Provided data

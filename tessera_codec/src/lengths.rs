use derive_more::{Deref, From};
use std::mem;

pub const HEADER_INT_LEN: usize = mem::size_of::<u32>();

/// A little-endian `u32` header field: an item count, an end offset, or a used length.
#[derive(From, Deref, PartialEq, Eq, Clone, Copy, Debug)]
pub struct HeaderInt(u32);

impl HeaderInt {
    pub fn from_len(len: usize) -> Self {
        Self(u32::try_from(len).unwrap_or(u32::MAX))
    }

    pub fn read(bytes: &[u8], at: usize) -> Option<Self> {
        let buf = bytes.get(at..at + HEADER_INT_LEN)?;
        let mut int = [0u8; HEADER_INT_LEN];
        int.copy_from_slice(buf);
        Some(Self(u32::from_le_bytes(int)))
    }

    /// Reads a header field, treating a truncated buffer as zero.
    pub fn read_len(bytes: &[u8], at: usize) -> usize {
        Self::read(bytes, at).map_or(0, Self::as_usize)
    }

    /// @return Whether the field fit in `bytes`.
    pub fn write(self, bytes: &mut [u8], at: usize) -> bool {
        match bytes.get_mut(at..at + HEADER_INT_LEN) {
            None => false,
            Some(buf) => {
                buf.copy_from_slice(&self.0.to_le_bytes());
                true
            }
        }
    }

    pub fn as_usize(self) -> usize {
        self.0 as usize
    }
}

Task description
In full and word for word, set down the records shown above.

Exercise result
filename tessera_codec/src/lengths.rs
use derive_more::{Deref, From};
use std::mem;

pub const HEADER_INT_LEN: usize = mem::size_of::<u32>();

/// A little-endian `u32` header field: an item count, an end offset, or a used length.
#[derive(From, Deref, PartialEq, Eq, Clone, Copy, Debug)]
pub struct HeaderInt(u32);

impl HeaderInt {
    pub fn from_len(len: usize) -> Self {
        Self(u32::try_from(len).unwrap_or(u32::MAX))
    }

    pub fn read(bytes: &[u8], at: usize) -> Option<Self> {
        let buf = bytes.get(at..at + HEADER_INT_LEN)?;
        let mut int = [0u8; HEADER_INT_LEN];
        int.copy_from_slice(buf);
        Some(Self(u32::from_le_bytes(int)))
    }

    /// Reads a header field, treating a truncated buffer as zero.
    pub fn read_len(bytes: &[u8], at: usize) -> usize {
        Self::read(bytes, at).map_or(0, Self::as_usize)
    }

    /// @return Whether the field fit in `bytes`.
    pub fn write(self, bytes: &mut [u8], at: usize) -> bool {
        match bytes.get_mut(at..at + HEADER_INT_LEN) {
            None => false,
            Some(buf) => {
                buf.copy_from_slice(&self.0.to_le_bytes());
                true
            }
        }
    }

    pub fn as_usize(self) -> usize {
        self.0 as usize
    }
}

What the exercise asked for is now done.